WORK TASK
Tell how many lines in the data contain the string "powf", using a single number as the whole reply.

[GIVEN DATA — start]

//! Seven-layer 1976 Standard Atmosphere.
//!
//! Altitudes are geometric metres treated as geopotential, which is accurate to a
//! fraction of a percent across the band the ascent vehicle flies through.

use ascent_core::constants::{G0, GAMMA_AIR, R_AIR};

/// Sutherland reference viscosity (Pa·s) at [`SUTHERLAND_T_REF`].
pub const SUTHERLAND_MU_REF: f64 = 1.716e-5;
/// Sutherland reference temperature (K).
pub const SUTHERLAND_T_REF: f64 = 273.15;
/// Sutherland constant for air (K).
pub const SUTHERLAND_S: f64 = 110.4;

/// Top of the tabulated atmosphere (m). Above it the final layer's temperature is held.
pub const TABLE_TOP_M: f64 = 84_852.0;

/// One row of the standard-atmosphere table.
#[derive(Debug, Clone, Copy)]
struct Layer {
    base_altitude_m: f64,
    base_temperature_k: f64,
    base_pressure_pa: f64,
    lapse_rate_k_per_m: f64,
}

const LAYERS: [Layer; 7] = [
    Layer {
        base_altitude_m: 0.0,
        base_temperature_k: 288.15,
        base_pressure_pa: 101_325.0,
        lapse_rate_k_per_m: -0.0065,
    },
    Layer {
        base_altitude_m: 11_000.0,
        base_temperature_k: 216.65,
        base_pressure_pa: 22_632.06,
        lapse_rate_k_per_m: 0.0,
    },
    Layer {
        base_altitude_m: 20_000.0,
        base_temperature_k: 216.65,
        base_pressure_pa: 5_474.889,
        lapse_rate_k_per_m: 0.001,
    },
    Layer {
        base_altitude_m: 32_000.0,
        base_temperature_k: 228.65,
        base_pressure_pa: 868.0187,
        lapse_rate_k_per_m: 0.0028,
    },
    Layer {
        base_altitude_m: 47_000.0,
        base_temperature_k: 270.65,
        base_pressure_pa: 110.9063,
        lapse_rate_k_per_m: 0.0,
    },
    Layer {
        base_altitude_m: 51_000.0,
        base_temperature_k: 270.65,
        base_pressure_pa: 66.938_87,
        lapse_rate_k_per_m: -0.0028,
    },
    Layer {
        base_altitude_m: 71_000.0,
        base_temperature_k: 214.65,
        base_pressure_pa: 3.956_420,
        lapse_rate_k_per_m: -0.002,
    },
];

/// Atmospheric properties at a single altitude.
#[derive(Debug, Clone, Copy, PartialEq)]
pub struct AtmosphereState {
    pub temperature_k: f64,
    pub pressure_pa: f64,
    pub density_kg_m3: f64,
    pub speed_of_sound_m_s: f64,
    pub dynamic_viscosity_pa_s: f64,
}

/// Stateless standard-atmosphere model. Cheap to copy and safe to share across threads.
#[derive(Debug, Clone, Copy, Default)]
pub struct AtmosphereModel;

impl AtmosphereModel {
    pub fn new() -> Self {
        Self
    }

    /// Static temperature (K).
    pub fn temperature(&self, altitude_m: f64) -> f64 {
        temperature_and_pressure(altitude_m).0
    }

    /// Static pressure (Pa).
    pub fn pressure(&self, altitude_m: f64) -> f64 {
        temperature_and_pressure(altitude_m).1
    }

    /// Density from the ideal-gas law (kg/m³).
    pub fn density(&self, altitude_m: f64) -> f64 {
        let (t, p) = temperature_and_pressure(altitude_m);
        p / (R_AIR * t)
    }

    /// Speed of sound (m/s).
    pub fn speed_of_sound(&self, altitude_m: f64) -> f64 {
        speed_of_sound_at(self.temperature(altitude_m))
    }

    /// Dynamic viscosity from Sutherland's law (Pa·s).
    pub fn dynamic_viscosity(&self, altitude_m: f64) -> f64 {
        sutherland(self.temperature(altitude_m))
    }

    /// All properties at once, sharing a single table lookup.
    pub fn state(&self, altitude_m: f64) -> AtmosphereState {
        let (t, p) = temperature_and_pressure(altitude_m);
        AtmosphereState {
            temperature_k: t,
            pressure_pa: p,
            density_kg_m3: p / (R_AIR * t),
            speed_of_sound_m_s: speed_of_sound_at(t),
            dynamic_viscosity_pa_s: sutherland(t),
        }
    }
}

fn speed_of_sound_at(temperature_k: f64) -> f64 {
    (GAMMA_AIR * R_AIR * temperature_k).sqrt()
}

fn sutherland(temperature_k: f64) -> f64 {
    SUTHERLAND_MU_REF
        * (temperature_k / SUTHERLAND_T_REF).powf(1.5)
        * (SUTHERLAND_T_REF + SUTHERLAND_S)
        / (temperature_k + SUTHERLAND_S)
}

fn temperature_and_pressure(altitude_m: f64) -> (f64, f64) {
    let h = if altitude_m.is_finite() {
        altitude_m.max(0.0)
    } else if altitude_m > 0.0 {
        TABLE_TOP_M
    } else {
        0.0
    };

    if h >= TABLE_TOP_M {
        let (t_top, p_top) = layer_state(&LAYERS[LAYERS.len() - 1], TABLE_TOP_M);
        return (t_top, isothermal_pressure(p_top, t_top, h - TABLE_TOP_M));
    }

    let layer = LAYERS
        .iter()
        .rev()
        .find(|layer| h >= layer.base_altitude_m)
        .unwrap_or(&LAYERS[0]);
    layer_state(layer, h)
}

fn layer_state(layer: &Layer, h: f64) -> (f64, f64) {
    let dh = h - layer.base_altitude_m;
    if layer.lapse_rate_k_per_m == 0.0 {
        let t = layer.base_temperature_k;
        (t, isothermal_pressure(layer.base_pressure_pa, t, dh))
    } else {
        let t = layer.base_temperature_k + layer.lapse_rate_k_per_m * dh;
        let exponent = -G0 / (layer.lapse_rate_k_per_m * R_AIR);
        let p = layer.base_pressure_pa * (t / layer.base_temperature_k).powf(exponent);
        (t, p)
    }
}

fn isothermal_pressure(base_pressure: f64, temperature: f64, dh: f64) -> f64 {
    base_pressure * (-G0 * dh / (R_AIR * temperature)).exp()
}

[GIVEN DATA — finish]

OUTPUT BELOW
2